Alyssa Stroker is a recent graduate who received an undergraduate degree in Parks, Recreation and Tourism Management, with a concentration in Sustainable Tourism. She has recently applied to the Peace Corps to serve as a community economic development facilitator. If accepted, she will be joining the Peace Corps in October to serve for 27 months.
How has the College of Natural Resources impacted you and prepared you for your future?
The College of Natural Resources has prepared me to enter a field that I am incredibly passionate about. In addition to my coursework, I’ve had the opportunity to work as a research assistant to two professors, allowing me to further prepare for my future. My time within the College of Natural Resources has provided me with the tools to excel as I prepare to enter a career focused on social equity within the tourism industry.
Tell us about a faculty member who influenced you.
Dr. Whitney Knollenberg has played a huge role in the success of my undergraduate career. PRT 220 Commercial and Recreation Tourism Management was the first tourism course that I took, which ultimately was my deciding factor to pursue Sustainable Tourism as my concentration. Dr. Knollenberg provided me with a research assistant position, allowing me the space to gain additional experience with collecting and analyzing data. Aside from being an incredible professor, Dr. Knollenberg has played a critical role in my time at State as an influential mentor that has pushed me to do my best to excel in my field.

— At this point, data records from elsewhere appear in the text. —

//! Job store persisted as a JSON snapshot.

use async_trait::async_trait;
use serde::{Deserialize, Serialize};
use std::path::{Path, PathBuf};
use tracing::debug;

use super::{InMemoryJobStore, JobStore};
use crate::core::{JobKey, ReleaseJob, ReleaseStage};
use crate::errors::StoreError;

const SNAPSHOT_VERSION: u32 = 1;

#[derive(Debug, Serialize, Deserialize)]
struct Snapshot {
    version: u32,
    jobs: Vec<ReleaseJob>,
}

/// Job store that rewrites a JSON snapshot on every mutation.
///
/// The snapshot is written to a sibling temp file and renamed into place,
/// so readers never observe a partial file. Memory only changes once the
/// snapshot is on disk; a failed write leaves both untouched.
#[derive(Debug)]
pub struct FileJobStore {
    path: PathBuf,
    inner: InMemoryJobStore,
    write_lock: tokio::sync::Mutex<()>,
}

impl FileJobStore {
    /// Opens the store at `path`, loading an existing snapshot.
    pub async fn open(path: impl Into<PathBuf>) -> Result<Self, StoreError> {
        let path = path.into();
        let jobs = match tokio::fs::read(&path).await {
            Ok(bytes) => serde_json::from_slice::<Snapshot>(&bytes)?.jobs,
            Err(e) if e.kind() == std::io::ErrorKind::NotFound => Vec::new(),
            Err(e) => return Err(e.into()),
        };
        debug!(path = %path.display(), jobs = jobs.len(), "Opened job store");

        Ok(Self {
            path,
            inner: InMemoryJobStore::from_jobs(jobs),
            write_lock: tokio::sync::Mutex::new(()),
        })
    }

    /// The snapshot path.
    #[must_use]
    pub fn path(&self) -> &Path {
        &self.path
    }

    /// Current jobs with `job` added or replaced, ordered by key.
    fn snapshot_with(&self, job: &ReleaseJob) -> Snapshot {
        let key = job.key();
        let mut jobs: Vec<ReleaseJob> = self
            .inner
            .list_sync()
            .into_iter()
            .filter(|j| j.key() != key)
            .collect();
        jobs.push(job.clone());
        jobs.sort_by(|a, b| a.key().cmp(&b.key()));
        Snapshot {
            version: SNAPSHOT_VERSION,
            jobs,
        }
    }

    /// Writes `snapshot` to disk. Callers hold `write_lock`.
    async fn persist(&self, snapshot: &Snapshot) -> Result<(), StoreError> {
        let bytes = serde_json::to_vec_pretty(snapshot)?;

        if let Some(parent) = self.path.parent() {
            if !parent.as_os_str().is_empty() {
                tokio::fs::create_dir_all(parent).await?;
            }
        }
        let mut tmp = self.path.clone().into_os_string();
        tmp.push(".tmp");
        let tmp = PathBuf::from(tmp);
        tokio::fs::write(&tmp, bytes).await?;
        tokio::fs::rename(&tmp, &self.path).await?;
        Ok(())
    }
}

#[async_trait]
impl JobStore for FileJobStore {
    async fn get(&self, key: &JobKey) -> Result<Option<ReleaseJob>, StoreError> {
        Ok(self.inner.get_sync(key))
    }

    async fn insert_if_absent(&self, job: ReleaseJob) -> Result<(ReleaseJob, bool), StoreError> {
        let _guard = self.write_lock.lock().await;
        if let Some(existing) = self.inner.get_sync(&job.key()) {
            return Ok((existing, false));
        }
        self.persist(&self.snapshot_with(&job)).await?;
        self.inner.put_sync(job.clone());
        Ok((job, true))
    }

    async fn compare_and_swap(
        &self,
        key: &JobKey,
        expected_stage: ReleaseStage,
        expected_revision: u64,
        next: ReleaseJob,
    ) -> Result<ReleaseJob, StoreError> {
        let _guard = self.write_lock.lock().await;
        let next = self
            .inner
            .prepare_swap(key, expected_stage, expected_revision, next)?;
        self.persist(&self.snapshot_with(&next)).await?;
        self.inner.put_sync(next.clone());
        Ok(next)
    }

    async fn list(&self) -> Result<Vec<ReleaseJob>, StoreError> {
        Ok(self.inner.list_sync())
    }
}
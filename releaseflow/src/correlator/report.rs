//! Normalized test reports and the surfaces they are published to.

use async_trait::async_trait;
use chrono::{DateTime, Utc};
use serde::{Deserialize, Serialize};
use std::sync::Arc;
use tracing::info;

use crate::artifacts::ArtifactStore;
use crate::core::Conclusion;
use crate::errors::ReportError;

/// Outcome of a single test case.
#[derive(Debug, Clone, Copy, PartialEq, Eq, Hash, Serialize, Deserialize)]
#[serde(rename_all = "snake_case")]
pub enum TestOutcome {
    /// The test passed.
    Passed,
    /// An assertion failed.
    Failed,
    /// The test did not run.
    Skipped,
    /// The test crashed or its fixture failed.
    Errored,
}

/// One test case as written by the upstream run.
#[derive(Debug, Clone, PartialEq, Serialize, Deserialize)]
pub struct TestCase {
    /// Fully qualified test name.
    pub name: String,
    /// Outcome.
    pub outcome: TestOutcome,
    /// Duration, when recorded.
    #[serde(default)]
    pub duration_ms: Option<f64>,
    /// Failure message, when recorded.
    #[serde(default)]
    pub message: Option<String>,
}

/// The result-file document inside a bundle.
#[derive(Debug, Clone, Default, PartialEq, Serialize, Deserialize)]
pub struct TestResultDocument {
    /// All recorded test cases.
    #[serde(default)]
    pub tests: Vec<TestCase>,
}

/// Outcome counts.
#[derive(Debug, Clone, Copy, Default, PartialEq, Eq, Serialize, Deserialize)]
pub struct TestCounts {
    /// Passed tests.
    pub passed: u64,
    /// Failed tests.
    pub failed: u64,
    /// Skipped tests.
    pub skipped: u64,
    /// Errored tests.
    pub errored: u64,
}

impl TestCounts {
    /// Counts the outcomes in `cases`.
    #[must_use]
    pub fn from_cases(cases: &[TestCase]) -> Self {
        let mut counts = Self::default();
        for case in cases {
            counts.record(case.outcome);
        }
        counts
    }

    /// Adds one outcome.
    pub fn record(&mut self, outcome: TestOutcome) {
        match outcome {
            TestOutcome::Passed => self.passed += 1,
            TestOutcome::Failed => self.failed += 1,
            TestOutcome::Skipped => self.skipped += 1,
            TestOutcome::Errored => self.errored += 1,
        }
    }

    /// Adds another set of counts.
    pub fn merge(&mut self, other: &Self) {
        self.passed += other.passed;
        self.failed += other.failed;
        self.skipped += other.skipped;
        self.errored += other.errored;
    }

    /// Total test cases.
    #[must_use]
    pub fn total(&self) -> u64 {
        self.passed + self.failed + self.skipped + self.errored
    }

    /// Returns true if any test failed or errored.
    #[must_use]
    pub fn has_failures(&self) -> bool {
        self.failed > 0 || self.errored > 0
    }
}

/// Per-bundle section of a report.
#[derive(Debug, Clone, PartialEq, Eq, Serialize, Deserialize)]
pub struct BundleSummary {
    /// Bundle name.
    pub name: String,
    /// Outcome counts.
    pub counts: TestCounts,
    /// Names of failed or errored tests.
    pub failing: Vec<String>,
}

/// A unified test-result summary derived from one upstream run.
#[derive(Debug, Clone, PartialEq, Eq, Serialize, Deserialize)]
pub struct NormalizedReport {
    /// Commit the upstream run tested.
    pub commit_sha: String,
    /// Event that started the upstream run.
    pub event_name: String,
    /// Upstream run id.
    pub run_id: u64,
    /// Conclusion reported by the upstream run.
    pub run_conclusion: Conclusion,
    /// Conclusion derived from the parsed results.
    pub conclusion: Conclusion,
    /// Sum over all bundles.
    pub totals: TestCounts,
    /// Per-bundle breakdown, in listing order.
    pub bundles: Vec<BundleSummary>,
    /// Bundles whose result file could not be parsed.
    pub unparsed_bundles: Vec<String>,
    /// When the report was built.
    pub generated_at: DateTime<Utc>,
}

impl NormalizedReport {
    /// Starts an empty report for a run.
    #[must_use]
    pub fn new(
        commit_sha: impl Into<String>,
        event_name: impl Into<String>,
        run_id: u64,
        run_conclusion: Conclusion,
    ) -> Self {
        Self {
            commit_sha: commit_sha.into(),
            event_name: event_name.into(),
            run_id,
            run_conclusion,
            conclusion: Conclusion::Success,
            totals: TestCounts::default(),
            bundles: Vec::new(),
            unparsed_bundles: Vec::new(),
            generated_at: Utc::now(),
        }
    }

    /// Adds a parsed bundle.
    pub fn add_bundle(&mut self, name: impl Into<String>, document: &TestResultDocument) {
        let counts = TestCounts::from_cases(&document.tests);
        let failing = document
            .tests
            .iter()
            .filter(|t| matches!(t.outcome, TestOutcome::Failed | TestOutcome::Errored))
            .map(|t| t.name.clone())
            .collect();
        self.totals.merge(&counts);
        if counts.has_failures() {
            self.conclusion = Conclusion::Failure;
        }
        self.bundles.push(BundleSummary {
            name: name.into(),
            counts,
            failing,
        });
    }

    /// Records a bundle that could not be parsed.
    pub fn add_unparsed(&mut self, name: impl Into<String>) {
        self.unparsed_bundles.push(name.into());
    }

    /// All failing test names across bundles.
    #[must_use]
    pub fn failing_tests(&self) -> Vec<&str> {
        self.bundles
            .iter()
            .flat_map(|b| b.failing.iter().map(String::as_str))
            .collect()
    }

    /// One-line human summary.
    #[must_use]
    pub fn headline(&self) -> String {
        format!(
            "{} tests: {} passed, {} failed, {} errored, {} skipped ({} bundles, {} unparsed)",
            self.totals.total(),
            self.totals.passed,
            self.totals.failed,
            self.totals.errored,
            self.totals.skipped,
            self.bundles.len(),
            self.unparsed_bundles.len()
        )
    }
}

/// A place normalized reports are delivered to.
#[async_trait]
pub trait ReportSink: Send + Sync {
    /// Delivers a report. Callers log failures and carry on.
    async fn publish_report(&self, report: &NormalizedReport) -> Result<(), ReportError>;
}

/// Writes reports to the log.
#[derive(Debug, Clone, Copy, Default)]
pub struct LoggingReportSink;

#[async_trait]
impl ReportSink for LoggingReportSink {
    async fn publish_report(&self, report: &NormalizedReport) -> Result<(), ReportError> {
        info!(
            commit = %report.commit_sha,
            event = %report.event_name,
            run_id = report.run_id,
            conclusion = %report.conclusion,
            "{}",
            report.headline()
        );
        Ok(())
    }
}

/// Attaches the report as a JSON blob to the run it describes.
pub struct ArtifactStoreReportSink {
    store: Arc<dyn ArtifactStore>,
    name: String,
}

impl ArtifactStoreReportSink {
    /// Creates a sink uploading to `store` under the blob name `name`.
    #[must_use]
    pub fn new(store: Arc<dyn ArtifactStore>, name: impl Into<String>) -> Self {
        Self {
            store,
            name: name.into(),
        }
    }
}

impl std::fmt::Debug for ArtifactStoreReportSink {
    fn fmt(&self, f: &mut std::fmt::Formatter<'_>) -> std::fmt::Result {
        f.debug_struct("ArtifactStoreReportSink")
            .field("name", &self.name)
            .finish_non_exhaustive()
    }
}

#[async_trait]
impl ReportSink for ArtifactStoreReportSink {
    async fn publish_report(&self, report: &NormalizedReport) -> Result<(), ReportError> {
        let body = serde_json::to_vec_pretty(report)
            .map_err(|e| ReportError::new("artifact-store", e.to_string()))?;
        self.store
            .upload(report.run_id, &self.name, body)
            .await
            .map_err(|e| ReportError::new("artifact-store", e.to_string()))?;
        Ok(())
    }
}

/// Fans a report out to several sinks.
///
/// Every sink is attempted; the first error is returned.
#[derive(Default)]
pub struct CompositeReportSink {
    sinks: Vec<Arc<dyn ReportSink>>,
}

impl CompositeReportSink {
    /// Creates an empty composite.
    #[must_use]
    pub fn new() -> Self {
        Self::default()
    }

    /// Adds a sink.
    #[must_use]
    pub fn with_sink(mut self, sink: Arc<dyn ReportSink>) -> Self {
        self.sinks.push(sink);
        self
    }
}

#[async_trait]
impl ReportSink for CompositeReportSink {
    async fn publish_report(&self, report: &NormalizedReport) -> Result<(), ReportError> {
        let mut first_error = None;
        for sink in &self.sinks {
            if let Err(e) = sink.publish_report(report).await {
                first_error.get_or_insert(e);
            }
        }
        first_error.map_or(Ok(()), Err)
    }
}

#[cfg(test)]
mod tests {
    use super::*;
    use crate::testing::InMemoryArtifactStore;
    use pretty_assertions::assert_eq;

    fn case(name: &str, outcome: TestOutcome) -> TestCase {
        TestCase {
            name: name.to_string(),
            outcome,
            duration_ms: None,
            message: None,
        }
    }

    #[test]
    fn test_report_aggregation() {
        let mut report = NormalizedReport::new("abc", "pull_request", 7, Conclusion::Failure);
        report.add_bundle(
            "unit",
            &TestResultDocument {
                tests: vec![case("a", TestOutcome::Passed), case("b", TestOutcome::Skipped)],
            },
        );
        assert_eq!(report.conclusion, Conclusion::Success);

        report.add_bundle(
            "integration",
            &TestResultDocument {
                tests: vec![case("c", TestOutcome::Failed), case("d", TestOutcome::Errored)],
            },
        );
        report.add_unparsed("broken");

        assert_eq!(
            report.totals,
            TestCounts {
                passed: 1,
                failed: 1,
                skipped: 1,
                errored: 1
            }
        );
        assert_eq!(report.conclusion, Conclusion::Failure);
        assert_eq!(report.failing_tests(), vec!["c", "d"]);
        assert_eq!(
            report.headline(),
            "4 tests: 1 passed, 1 failed, 1 errored, 1 skipped (2 bundles, 1 unparsed)"
        );
    }

    #[tokio::test]
    async fn test_artifact_store_sink_uploads_json() {
        let store = Arc::new(InMemoryArtifactStore::new());
        let sink = ArtifactStoreReportSink::new(store.clone(), "normalized-report.json");
        let report = NormalizedReport::new("abc", "push", 11, Conclusion::Success);

        sink.publish_report(&report).await.unwrap();

        let uploaded = store.blob(11, "normalized-report.json").unwrap();
        let back: NormalizedReport = serde_json::from_slice(&uploaded).unwrap();
        assert_eq!(back, report);
    }

    #[tokio::test]
    async fn test_composite_attempts_every_sink() {
        let store = Arc::new(InMemoryArtifactStore::new());
        store.fail_uploads(true);
        let collecting = Arc::new(crate::testing::CollectingReportSink::new());
        let composite = CompositeReportSink::new()
            .with_sink(Arc::new(ArtifactStoreReportSink::new(store, "r.json")))
            .with_sink(collecting.clone());

        let report = NormalizedReport::new("abc", "push", 1, Conclusion::Success);
        assert!(composite.publish_report(&report).await.is_err());
        assert_eq!(collecting.reports().len(), 1);
    }
}
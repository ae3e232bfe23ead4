//! # Releaseflow
//!
//! Event-driven CI artifact correlation and staged release orchestration.
//!
//! Releaseflow reacts to three kinds of trigger:
//!
//! - **Completed workflow runs**: test-result bundles attached to the run are
//!   downloaded, parsed and folded into one report per commit
//! - **Pushed tags**: the tagged commit is built, verified and uploaded to a
//!   staging package index
//! - **Published releases**: the staged artifact is promoted to the
//!   production index
//!
//! Each release version is tracked by a persisted job whose stages only
//! change through a pure transition function and a compare-and-swap store
//! write. Staging uploads retry transient failures with bounded backoff;
//! production uploads never retry on their own.
//!
//! ## Quick Start
//!
//! ```rust,ignore
//! use releaseflow::prelude::*;
//!
//! let orchestrator = Orchestrator::builder(OrchestratorConfig::load("releaseflow.toml")?)
//!     .with_artifact_store(artifacts)
//!     .with_publisher(publisher)
//!     .build()?;
//!
//! let outcome = orchestrator
//!     .handle(&TriggerEvent::tag_pushed("v1.2.3", "4f2a9c1"))
//!     .await?;
//! ```

#![forbid(unsafe_code)]
#![warn(
    clippy::all,
    clippy::pedantic,
    missing_docs,
    rust_2018_idioms
)]
#![allow(
    clippy::module_name_repetitions,
    clippy::must_use_candidate,
    clippy::missing_errors_doc,
    clippy::missing_panics_doc,
    clippy::cast_possible_truncation
)]

pub mod artifacts;
pub mod cancellation;
pub mod config;
pub mod core;
pub mod correlator;
pub mod errors;
pub mod events;
pub mod observability;
pub mod orchestrator;
pub mod pipeline;
pub mod publish;
pub mod store;
pub mod testing;

/// Prelude module for convenient imports
pub mod prelude {
    pub use crate::artifacts::ArtifactStore;
    pub use crate::cancellation::CancellationToken;
    pub use crate::config::OrchestratorConfig;
    pub use crate::core::{
        JobKey, JobStatus, ReleaseJob, ReleaseStage, TriggerEvent, TriggerKind, WorkflowRun,
    };
    pub use crate::correlator::{Correlator, NormalizedReport, ReportSink, ResultPattern};
    pub use crate::errors::{ErrorClass, OrchestratorError, PipelineError};
    pub use crate::events::{EventSink, LoggingEventSink, NoOpEventSink};
    pub use crate::orchestrator::{HandleOutcome, Orchestrator, OrchestratorBuilder};
    pub use crate::pipeline::{BuildStep, ReleasePipeline, RetryConfig};
    pub use crate::publish::{PublishTarget, Publisher};
    pub use crate::store::{FileJobStore, InMemoryJobStore, JobStore};
}
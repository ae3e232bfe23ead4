//! HTTP implementation of the artifact store client.

use async_trait::async_trait;
use serde::Deserialize;
use std::time::Duration;
use tracing::debug;

use super::ArtifactStore;
use crate::config::ArtifactStoreConfig;
use crate::core::ArtifactRef;
use crate::errors::ArtifactStoreError;

#[derive(Debug, Deserialize)]
struct ListResponse {
    #[serde(default)]
    artifacts: Vec<ListedArtifact>,
}

#[derive(Debug, Deserialize)]
struct ListedArtifact {
    name: String,
    #[serde(alias = "archive_download_url")]
    download_url: String,
    #[serde(default, alias = "size_in_bytes")]
    size_bytes: Option<u64>,
}

/// Artifact store reached over HTTP with a bearer token.
#[derive(Debug, Clone)]
pub struct HttpArtifactStore {
    client: reqwest::Client,
    base_url: String,
    token: Option<String>,
}

impl HttpArtifactStore {
    /// Creates a client from configuration.
    pub fn new(config: &ArtifactStoreConfig, timeout: Duration) -> Result<Self, ArtifactStoreError> {
        let client = reqwest::Client::builder()
            .timeout(timeout)
            .user_agent(config.user_agent.clone())
            .build()
            .map_err(|e| ArtifactStoreError::Malformed(format!("failed to build HTTP client: {e}")))?;

        Ok(Self {
            client,
            base_url: config.base_url.trim_end_matches('/').to_string(),
            token: config.token.clone(),
        })
    }

    fn authorize(&self, request: reqwest::RequestBuilder) -> reqwest::RequestBuilder {
        match self.token {
            Some(ref token) => request.bearer_auth(token),
            None => request,
        }
    }

    async fn send(
        &self,
        request: reqwest::RequestBuilder,
        what: &str,
    ) -> Result<reqwest::Response, ArtifactStoreError> {
        let response = self
            .authorize(request)
            .send()
            .await
            .map_err(|e| classify_transport(&e, what))?;

        let status = response.status();
        if status.is_success() {
            return Ok(response);
        }

        let body = response.text().await.unwrap_or_default();
        Err(classify_status(status.as_u16(), what, &body))
    }
}

fn classify_transport(err: &reqwest::Error, what: &str) -> ArtifactStoreError {
    if err.is_timeout() || err.is_connect() || err.is_request() {
        ArtifactStoreError::Unreachable(format!("{what}: {err}"))
    } else {
        ArtifactStoreError::Malformed(format!("{what}: {err}"))
    }
}

fn classify_status(status: u16, what: &str, body: &str) -> ArtifactStoreError {
    let message = format!("{what}: HTTP {status} {body}");
    match status {
        401 | 403 => ArtifactStoreError::Unauthorized(message),
        404 | 410 => ArtifactStoreError::NotFound(message),
        408 | 429 | 500..=599 => ArtifactStoreError::Unreachable(message),
        _ => ArtifactStoreError::Malformed(message),
    }
}

#[async_trait]
impl ArtifactStore for HttpArtifactStore {
    async fn list(&self, run_id: u64) -> Result<Vec<ArtifactRef>, ArtifactStoreError> {
        let url = format!("{}/runs/{run_id}/artifacts", self.base_url);
        debug!(run_id, url = %url, "Listing artifacts");

        let response = self.send(self.client.get(&url), "list artifacts").await?;
        let listed: ListResponse = response
            .json()
            .await
            .map_err(|e| ArtifactStoreError::Malformed(format!("list artifacts: {e}")))?;

        Ok(listed
            .artifacts
            .into_iter()
            .map(|a| ArtifactRef {
                run_id,
                name: a.name,
                download_url: a.download_url,
                size_bytes: a.size_bytes,
            })
            .collect())
    }

    async fn download(&self, artifact: &ArtifactRef) -> Result<Vec<u8>, ArtifactStoreError> {
        debug!(run_id = artifact.run_id, name = %artifact.name, "Downloading artifact");
        let response = self
            .send(self.client.get(&artifact.download_url), "download artifact")
            .await?;
        let bytes = response
            .bytes()
            .await
            .map_err(|e| classify_transport(&e, "download artifact"))?;
        Ok(bytes.to_vec())
    }

    async fn upload(
        &self,
        run_id: u64,
        name: &str,
        content: Vec<u8>,
    ) -> Result<ArtifactRef, ArtifactStoreError> {
        let url = format!("{}/runs/{run_id}/artifacts/{name}", self.base_url);
        let size = content.len() as u64;
        self.send(self.client.put(&url).body(content), "upload artifact")
            .await?;

        Ok(ArtifactRef {
            run_id,
            name: name.to_string(),
            download_url: url,
            size_bytes: Some(size),
        })
    }
}
//! Cooperative cancellation.
//!
//! Each in-flight release job holds a [`CancellationToken`]. A newer trigger
//! for the same job cancels the token, which aborts any backoff sleep.

mod token;

pub use token::CancellationToken;
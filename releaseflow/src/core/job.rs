//! The release job record.

use chrono::{DateTime, Utc};
use serde::{Deserialize, Serialize};
use std::fmt;

use super::artifact::ReleaseArtifact;
use super::event::TriggerKind;
use super::status::{JobStatus, ReleaseStage};
use super::version::strip_tag_prefix;
use crate::errors::{ErrorClass, RecordedError};

/// Key identifying a release job: the normalized version string.
#[derive(Debug, Clone, PartialEq, Eq, Hash, PartialOrd, Ord, Serialize, Deserialize)]
#[serde(transparent)]
pub struct JobKey(String);

impl JobKey {
    /// Creates a key from a version or tag, stripping a `v` prefix.
    #[must_use]
    pub fn new(version: &str) -> Self {
        Self(strip_tag_prefix(version.trim()).to_string())
    }

    /// Returns the key as a string slice.
    #[must_use]
    pub fn as_str(&self) -> &str {
        &self.0
    }
}

impl fmt::Display for JobKey {
    fn fmt(&self, f: &mut fmt::Formatter<'_>) -> fmt::Result {
        f.write_str(&self.0)
    }
}

/// One version's progress through the publish pipeline.
///
/// Jobs are only changed through the transition function, and only
/// persisted through a compare-and-swap on `(stage, revision)`.
#[derive(Debug, Clone, PartialEq, Eq, Serialize, Deserialize)]
pub struct ReleaseJob {
    /// The release version.
    pub version: String,
    /// The commit being released.
    pub commit: String,
    /// Current stage.
    pub stage: ReleaseStage,
    /// Publish attempts made in the current stage.
    pub attempts: u32,
    /// Last classified failure, if any.
    pub last_error: Option<RecordedError>,
    /// The stage the job was in when it failed.
    #[serde(default)]
    pub failed_from: Option<ReleaseStage>,
    /// Kind of the trigger that created this job.
    pub trigger: TriggerKind,
    /// Built artifact, once the job passed `Built`.
    #[serde(default)]
    pub artifact: Option<ReleaseArtifact>,
    /// Bumped on every stored write.
    pub revision: u64,
    /// When the job was first recorded.
    pub created_at: DateTime<Utc>,
    /// When the job was last written.
    pub updated_at: DateTime<Utc>,
}

impl ReleaseJob {
    /// Creates a pending job.
    #[must_use]
    pub fn new(version: impl Into<String>, commit: impl Into<String>, trigger: TriggerKind) -> Self {
        let now = Utc::now();
        Self {
            version: version.into(),
            commit: commit.into(),
            stage: ReleaseStage::Pending,
            attempts: 0,
            last_error: None,
            failed_from: None,
            trigger,
            artifact: None,
            revision: 0,
            created_at: now,
            updated_at: now,
        }
    }

    /// The store key for this job.
    #[must_use]
    pub fn key(&self) -> JobKey {
        JobKey::new(&self.version)
    }

    /// Externally visible status.
    #[must_use]
    pub fn status(&self) -> JobStatus {
        match self.stage {
            ReleaseStage::Promoted => JobStatus::Promoted,
            ReleaseStage::Failed => JobStatus::Failed {
                reason: self.last_error.clone().unwrap_or_else(|| {
                    RecordedError::new(ErrorClass::Internal, "failed without a recorded error")
                }),
            },
            stage => JobStatus::InProgress { stage },
        }
    }

    /// Converts to a dictionary representation for event payloads.
    #[must_use]
    pub fn summary(&self) -> serde_json::Value {
        serde_json::json!({
            "version": self.version,
            "commit": self.commit,
            "stage": self.stage,
            "attempts": self.attempts,
            "revision": self.revision,
            "trigger": self.trigger,
            "last_error": self.last_error,
        })
    }
}

#[cfg(test)]
mod tests {
    use super::*;

    #[test]
    fn test_job_key_strips_prefix() {
        assert_eq!(JobKey::new("v1.2.3"), JobKey::new("1.2.3"));
        assert_eq!(JobKey::new(" 1.2.3 ").as_str(), "1.2.3");
    }

    #[test]
    fn test_new_job_is_pending() {
        let job = ReleaseJob::new("1.2.3", "abc", TriggerKind::TagPushed);
        assert_eq!(job.stage, ReleaseStage::Pending);
        assert_eq!(job.revision, 0);
        assert_eq!(job.status(), JobStatus::InProgress { stage: ReleaseStage::Pending });
    }

    #[test]
    fn test_failed_status_carries_error() {
        let mut job = ReleaseJob::new("1.2.3", "abc", TriggerKind::ReleasePublished);
        job.stage = ReleaseStage::Failed;
        job.last_error = Some(RecordedError::new(ErrorClass::Auth, "401"));
        match job.status() {
            JobStatus::Failed { reason } => assert_eq!(reason.class, ErrorClass::Auth),
            other => panic!("unexpected status {other:?}"),
        }
    }

    #[test]
    fn test_job_serde_round_trip() {
        let job = ReleaseJob::new("1.2.3", "abc", TriggerKind::TagPushed);
        let json = serde_json::to_string(&job).unwrap();
        let back: ReleaseJob = serde_json::from_str(&json).unwrap();
        assert_eq!(back, job);
    }
}
//! Glob-style matching over listed artifact names.

use regex::Regex;

use crate::core::ArtifactRef;
use crate::errors::ConfigError;

/// A compiled glob matched against whole bundle names.
///
/// Supported syntax: `*` (any run of characters except `/`), `**` (any run
/// of characters), `?` (one character except `/`), `[abc]`/`[!abc]`
/// classes and `{a,b}` alternation.
#[derive(Debug, Clone)]
pub struct ResultPattern {
    source: String,
    regex: Regex,
}

impl ResultPattern {
    /// Compiles `glob`.
    pub fn new(glob: &str) -> Result<Self, ConfigError> {
        let translated = translate(glob)?;
        let regex = Regex::new(&translated).map_err(|e| ConfigError::Invalid {
            field: "correlator.result_pattern".to_string(),
            message: e.to_string(),
        })?;
        Ok(Self {
            source: glob.to_string(),
            regex,
        })
    }

    /// The glob this pattern was compiled from.
    #[must_use]
    pub fn as_str(&self) -> &str {
        &self.source
    }

    /// Returns true if `name` matches.
    #[must_use]
    pub fn matches(&self, name: &str) -> bool {
        self.regex.is_match(name)
    }

    /// Keeps the artifacts whose names match, preserving order.
    #[must_use]
    pub fn filter(&self, artifacts: Vec<ArtifactRef>) -> Vec<ArtifactRef> {
        artifacts.into_iter().filter(|a| self.matches(&a.name)).collect()
    }
}

fn invalid(glob: &str, message: &str) -> ConfigError {
    ConfigError::Invalid {
        field: "correlator.result_pattern".to_string(),
        message: format!("{message} in '{glob}'"),
    }
}

fn translate(glob: &str) -> Result<String, ConfigError> {
    let mut out = String::with_capacity(glob.len() * 2 + 2);
    out.push('^');

    let chars: Vec<char> = glob.chars().collect();
    let mut i = 0;
    let mut brace_depth = 0usize;

    while i < chars.len() {
        let c = chars[i];
        match c {
            '*' => {
                if chars.get(i + 1) == Some(&'*') {
                    out.push_str(".*");
                    i += 1;
                } else {
                    out.push_str("[^/]*");
                }
            }
            '?' => out.push_str("[^/]"),
            '[' => {
                let close = chars[i + 1..]
                    .iter()
                    .position(|&ch| ch == ']')
                    .map(|p| p + i + 1)
                    .ok_or_else(|| invalid(glob, "unterminated character class"))?;
                out.push('[');
                let mut j = i + 1;
                if chars.get(j) == Some(&'!') {
                    out.push('^');
                    j += 1;
                }
                for &ch in &chars[j..close] {
                    if ch == '\\' || ch == '[' || ch == '^' {
                        out.push('\\');
                    }
                    out.push(ch);
                }
                out.push(']');
                i = close;
            }
            '{' => {
                brace_depth += 1;
                out.push_str("(?:");
            }
            '}' if brace_depth > 0 => {
                brace_depth -= 1;
                out.push(')');
            }
            ',' if brace_depth > 0 => out.push('|'),
            other => out.push_str(&regex::escape(&other.to_string())),
        }
        i += 1;
    }

    if brace_depth != 0 {
        return Err(invalid(glob, "unbalanced braces"));
    }

    out.push('$');
    Ok(out)
}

What is unique about you or your work?
I transferred to NCSU and started as a math major. I quickly realized this was not the degree for me and was introduced to the PRTM program. I am so thankful for my math advisor that suggested this program, as I have found my passion and purpose for my career path.
What motivated you to pursue your work?
The course Tourism, Poverty, and Health truly influenced me to pursue a career focused on empowering and uplifting the marginalized segments of society. This class introduced sustainable initiatives and approaches to alleviate poverty and influence self-determination.
What advice would you give students entering your major or field?
I would encourage students to make the most out of the program – get to know your peers and professors, take the opportunity to get more involved and gain more experience. Your professors have so many connections that could help you land an internship or potential job offer.
Don’t forget to take time for yourself to do things that are reenergizing and fulfilling. Your time at State will fly by, so make the most of it!